# Stored data
--

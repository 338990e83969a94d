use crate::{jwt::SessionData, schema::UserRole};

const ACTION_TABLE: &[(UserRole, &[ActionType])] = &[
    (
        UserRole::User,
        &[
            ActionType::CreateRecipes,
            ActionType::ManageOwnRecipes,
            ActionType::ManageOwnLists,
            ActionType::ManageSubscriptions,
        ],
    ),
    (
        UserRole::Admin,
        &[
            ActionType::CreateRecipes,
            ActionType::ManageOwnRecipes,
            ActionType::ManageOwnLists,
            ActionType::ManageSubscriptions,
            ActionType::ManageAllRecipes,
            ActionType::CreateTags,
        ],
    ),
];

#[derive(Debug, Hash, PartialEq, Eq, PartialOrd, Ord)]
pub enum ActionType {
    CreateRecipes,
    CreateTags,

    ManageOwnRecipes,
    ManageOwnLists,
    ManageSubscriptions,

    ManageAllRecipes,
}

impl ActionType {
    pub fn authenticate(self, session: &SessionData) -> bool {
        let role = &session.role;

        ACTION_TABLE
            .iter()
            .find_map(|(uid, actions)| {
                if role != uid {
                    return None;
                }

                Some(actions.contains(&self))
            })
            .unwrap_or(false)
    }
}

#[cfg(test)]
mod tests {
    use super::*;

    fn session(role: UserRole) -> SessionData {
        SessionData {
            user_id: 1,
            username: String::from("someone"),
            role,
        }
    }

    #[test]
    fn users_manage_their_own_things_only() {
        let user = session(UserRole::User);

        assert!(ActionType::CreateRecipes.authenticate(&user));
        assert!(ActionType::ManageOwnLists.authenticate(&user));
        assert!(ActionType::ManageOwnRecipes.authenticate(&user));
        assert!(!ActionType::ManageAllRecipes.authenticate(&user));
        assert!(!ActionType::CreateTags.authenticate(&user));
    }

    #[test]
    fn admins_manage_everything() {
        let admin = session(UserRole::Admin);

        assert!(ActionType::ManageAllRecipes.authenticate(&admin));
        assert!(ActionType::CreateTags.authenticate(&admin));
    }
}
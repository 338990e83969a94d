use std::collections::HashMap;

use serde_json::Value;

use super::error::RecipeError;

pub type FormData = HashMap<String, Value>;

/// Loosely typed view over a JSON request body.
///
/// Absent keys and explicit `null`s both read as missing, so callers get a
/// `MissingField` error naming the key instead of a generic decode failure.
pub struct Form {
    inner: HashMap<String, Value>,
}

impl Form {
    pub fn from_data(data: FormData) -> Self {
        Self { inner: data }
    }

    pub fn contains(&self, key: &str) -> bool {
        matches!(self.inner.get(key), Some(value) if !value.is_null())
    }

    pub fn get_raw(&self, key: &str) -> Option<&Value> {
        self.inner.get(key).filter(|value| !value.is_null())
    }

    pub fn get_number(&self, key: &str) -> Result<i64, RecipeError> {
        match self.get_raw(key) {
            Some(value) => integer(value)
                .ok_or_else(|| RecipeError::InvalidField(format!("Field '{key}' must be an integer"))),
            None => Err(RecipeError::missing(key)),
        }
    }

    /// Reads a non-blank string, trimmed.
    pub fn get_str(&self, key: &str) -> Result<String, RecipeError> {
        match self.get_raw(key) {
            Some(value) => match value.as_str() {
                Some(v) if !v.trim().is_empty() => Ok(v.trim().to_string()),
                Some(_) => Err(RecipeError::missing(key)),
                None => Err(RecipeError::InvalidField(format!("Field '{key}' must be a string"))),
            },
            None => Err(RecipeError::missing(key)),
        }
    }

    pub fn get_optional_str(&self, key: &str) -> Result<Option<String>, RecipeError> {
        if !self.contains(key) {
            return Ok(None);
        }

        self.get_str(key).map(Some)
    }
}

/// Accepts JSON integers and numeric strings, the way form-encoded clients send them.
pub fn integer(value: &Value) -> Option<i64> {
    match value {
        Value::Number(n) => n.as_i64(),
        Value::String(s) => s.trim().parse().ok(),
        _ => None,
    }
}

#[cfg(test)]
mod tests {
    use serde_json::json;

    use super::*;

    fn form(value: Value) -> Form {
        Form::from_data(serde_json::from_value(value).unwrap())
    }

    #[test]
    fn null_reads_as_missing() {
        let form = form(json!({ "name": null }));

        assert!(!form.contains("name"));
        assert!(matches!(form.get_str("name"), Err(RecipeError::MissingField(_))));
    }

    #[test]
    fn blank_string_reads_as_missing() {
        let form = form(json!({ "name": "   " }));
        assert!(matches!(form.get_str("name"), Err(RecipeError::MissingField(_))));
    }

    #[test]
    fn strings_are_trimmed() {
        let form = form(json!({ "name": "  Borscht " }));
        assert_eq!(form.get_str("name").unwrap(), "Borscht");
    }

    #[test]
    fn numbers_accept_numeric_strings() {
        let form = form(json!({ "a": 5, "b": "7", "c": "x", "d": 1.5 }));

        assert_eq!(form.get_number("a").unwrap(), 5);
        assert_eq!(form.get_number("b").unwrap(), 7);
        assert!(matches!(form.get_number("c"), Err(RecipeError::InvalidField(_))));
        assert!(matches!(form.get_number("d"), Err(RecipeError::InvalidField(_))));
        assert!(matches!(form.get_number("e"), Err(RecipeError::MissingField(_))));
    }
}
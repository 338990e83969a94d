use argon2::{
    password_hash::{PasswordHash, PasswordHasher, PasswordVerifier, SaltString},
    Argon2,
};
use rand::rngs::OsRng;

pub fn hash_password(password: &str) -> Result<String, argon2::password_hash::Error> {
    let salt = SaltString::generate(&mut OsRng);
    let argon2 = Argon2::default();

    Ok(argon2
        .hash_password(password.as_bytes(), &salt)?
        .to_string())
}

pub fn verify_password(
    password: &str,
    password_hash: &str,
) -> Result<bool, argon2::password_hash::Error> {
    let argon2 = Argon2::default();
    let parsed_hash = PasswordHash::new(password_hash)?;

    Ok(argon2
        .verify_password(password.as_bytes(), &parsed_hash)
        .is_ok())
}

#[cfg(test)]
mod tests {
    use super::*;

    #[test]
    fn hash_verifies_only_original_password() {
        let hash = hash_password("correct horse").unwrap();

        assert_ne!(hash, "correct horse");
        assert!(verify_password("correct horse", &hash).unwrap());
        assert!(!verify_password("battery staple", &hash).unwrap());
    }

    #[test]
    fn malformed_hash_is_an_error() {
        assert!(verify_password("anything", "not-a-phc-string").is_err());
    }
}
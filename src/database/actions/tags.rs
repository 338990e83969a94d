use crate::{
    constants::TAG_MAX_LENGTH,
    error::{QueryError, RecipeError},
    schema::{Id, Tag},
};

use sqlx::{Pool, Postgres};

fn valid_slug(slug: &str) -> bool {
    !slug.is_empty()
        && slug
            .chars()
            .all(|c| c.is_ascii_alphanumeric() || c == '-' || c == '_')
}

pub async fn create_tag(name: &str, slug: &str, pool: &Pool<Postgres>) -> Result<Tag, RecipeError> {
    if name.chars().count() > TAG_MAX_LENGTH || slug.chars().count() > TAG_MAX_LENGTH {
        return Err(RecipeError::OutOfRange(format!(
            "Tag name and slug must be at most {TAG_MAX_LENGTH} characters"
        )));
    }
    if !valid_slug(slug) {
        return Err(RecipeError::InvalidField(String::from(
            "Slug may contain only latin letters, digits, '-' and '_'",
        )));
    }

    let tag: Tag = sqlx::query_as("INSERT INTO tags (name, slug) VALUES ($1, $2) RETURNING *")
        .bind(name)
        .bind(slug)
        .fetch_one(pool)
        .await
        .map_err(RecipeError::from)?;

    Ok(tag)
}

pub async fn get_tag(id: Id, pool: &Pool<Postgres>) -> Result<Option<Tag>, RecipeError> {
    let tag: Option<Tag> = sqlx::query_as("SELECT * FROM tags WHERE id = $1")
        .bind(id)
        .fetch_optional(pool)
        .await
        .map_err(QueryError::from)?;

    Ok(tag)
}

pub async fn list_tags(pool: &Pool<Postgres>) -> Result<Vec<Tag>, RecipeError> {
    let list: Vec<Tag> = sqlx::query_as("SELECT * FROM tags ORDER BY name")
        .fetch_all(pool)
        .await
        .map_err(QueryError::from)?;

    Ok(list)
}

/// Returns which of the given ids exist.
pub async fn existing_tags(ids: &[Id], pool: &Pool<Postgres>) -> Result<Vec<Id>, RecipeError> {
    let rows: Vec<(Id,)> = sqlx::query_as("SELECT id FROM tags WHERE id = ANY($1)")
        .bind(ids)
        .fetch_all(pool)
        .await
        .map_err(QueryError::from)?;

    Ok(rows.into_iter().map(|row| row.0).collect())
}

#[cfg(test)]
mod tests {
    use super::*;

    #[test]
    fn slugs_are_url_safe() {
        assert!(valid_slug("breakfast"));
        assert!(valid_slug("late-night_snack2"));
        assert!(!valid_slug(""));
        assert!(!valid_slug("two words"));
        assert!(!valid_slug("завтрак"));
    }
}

--

# REQUIRED ACTION
Going down from the first line of the entries above, restate each line word for word until the line holding "pub type FormData = HashMap<String, Value>;" is done.

# EXERCISE OUTPUT
repository 338990e83969a94d
use crate::{jwt::SessionData, schema::UserRole};

const ACTION_TABLE: &[(UserRole, &[ActionType])] = &[
    (
        UserRole::User,
        &[
            ActionType::CreateRecipes,
            ActionType::ManageOwnRecipes,
            ActionType::ManageOwnLists,
            ActionType::ManageSubscriptions,
        ],
    ),
    (
        UserRole::Admin,
        &[
            ActionType::CreateRecipes,
            ActionType::ManageOwnRecipes,
            ActionType::ManageOwnLists,
            ActionType::ManageSubscriptions,
            ActionType::ManageAllRecipes,
            ActionType::CreateTags,
        ],
    ),
];

#[derive(Debug, Hash, PartialEq, Eq, PartialOrd, Ord)]
pub enum ActionType {
    CreateRecipes,
    CreateTags,

    ManageOwnRecipes,
    ManageOwnLists,
    ManageSubscriptions,

    ManageAllRecipes,
}

impl ActionType {
    pub fn authenticate(self, session: &SessionData) -> bool {
        let role = &session.role;

        ACTION_TABLE
            .iter()
            .find_map(|(uid, actions)| {
                if role != uid {
                    return None;
                }

                Some(actions.contains(&self))
            })
            .unwrap_or(false)
    }
}

#[cfg(test)]
mod tests {
    use super::*;

    fn session(role: UserRole) -> SessionData {
        SessionData {
            user_id: 1,
            username: String::from("someone"),
            role,
        }
    }

    #[test]
    fn users_manage_their_own_things_only() {
        let user = session(UserRole::User);

        assert!(ActionType::CreateRecipes.authenticate(&user));
        assert!(ActionType::ManageOwnLists.authenticate(&user));
        assert!(ActionType::ManageOwnRecipes.authenticate(&user));
        assert!(!ActionType::ManageAllRecipes.authenticate(&user));
        assert!(!ActionType::CreateTags.authenticate(&user));
    }

    #[test]
    fn admins_manage_everything() {
        let admin = session(UserRole::Admin);

        assert!(ActionType::ManageAllRecipes.authenticate(&admin));
        assert!(ActionType::CreateTags.authenticate(&admin));
    }
}
repository 338990e83969a94d
use std::collections::HashMap;

use serde_json::Value;

use super::error::RecipeError;

pub type FormData = HashMap<String, Value>;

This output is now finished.